[DATASET ENTRIES — start]

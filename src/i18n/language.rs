//! Language type and its stored option representation.

use serde::{Deserialize, Deserializer, Serialize};

/// A language the site can serve.
///
/// Keyed by `locale` in the catalog. The `slug` is what appears in URLs and
/// cookies and must be unique among enabled languages.
#[derive(Debug, Clone, PartialEq, Eq)]
pub struct Language {
    /// Full locale identifier (e.g., "en_US", "fr_FR")
    pub locale: String,

    /// Short URL-safe code (e.g., "en", "fr")
    pub slug: String,

    /// Human readable name, usually the native name (e.g., "Français")
    pub name: String,

    /// Flag icon identifier
    pub flag: String,

    /// Whether this language is served
    pub enabled: bool,
}

impl Language {
    /// Build the language from its stored option entry.
    pub fn from_option(locale: &str, option: &LanguageOption) -> Self {
        Self {
            locale: locale.to_string(),
            slug: option.slug.clone(),
            name: option.name.clone(),
            flag: option.flag.clone(),
            enabled: option.enable,
        }
    }

    /// Stored option entry for this language.
    pub fn to_option(&self) -> LanguageOption {
        LanguageOption {
            name: self.name.clone(),
            slug: self.slug.clone(),
            flag: self.flag.clone(),
            enable: self.enabled,
        }
    }
}

/// One entry of the `wpm_languages` option.
///
/// `enable` is accepted either as a boolean or as `0`/`1`, since older
/// option records store it as an integer.
#[derive(Debug, Clone, PartialEq, Eq, Serialize, Deserialize)]
pub struct LanguageOption {
    #[serde(default)]
    pub name: String,
    pub slug: String,
    #[serde(default)]
    pub flag: String,
    #[serde(default, deserialize_with = "bool_or_int")]
    pub enable: bool,
}

fn bool_or_int<'de, D>(deserializer: D) -> Result<bool, D::Error>
where
    D: Deserializer<'de>,
{
    #[derive(Deserialize)]
    #[serde(untagged)]
    enum Flag {
        Bool(bool),
        Int(i64),
        Str(String),
    }

    Ok(match Flag::deserialize(deserializer)? {
        Flag::Bool(b) => b,
        Flag::Int(i) => i != 0,
        Flag::Str(s) => !(s.is_empty() || s == "0" || s.eq_ignore_ascii_case("false")),
    })
}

[DATASET ENTRIES — finish]

● **WHAT TO WORK ON**:
Only the number is needed here: how many lines of the listing include "Debug"?

● **RESPONSE FOR THIS EXERCISE**:
2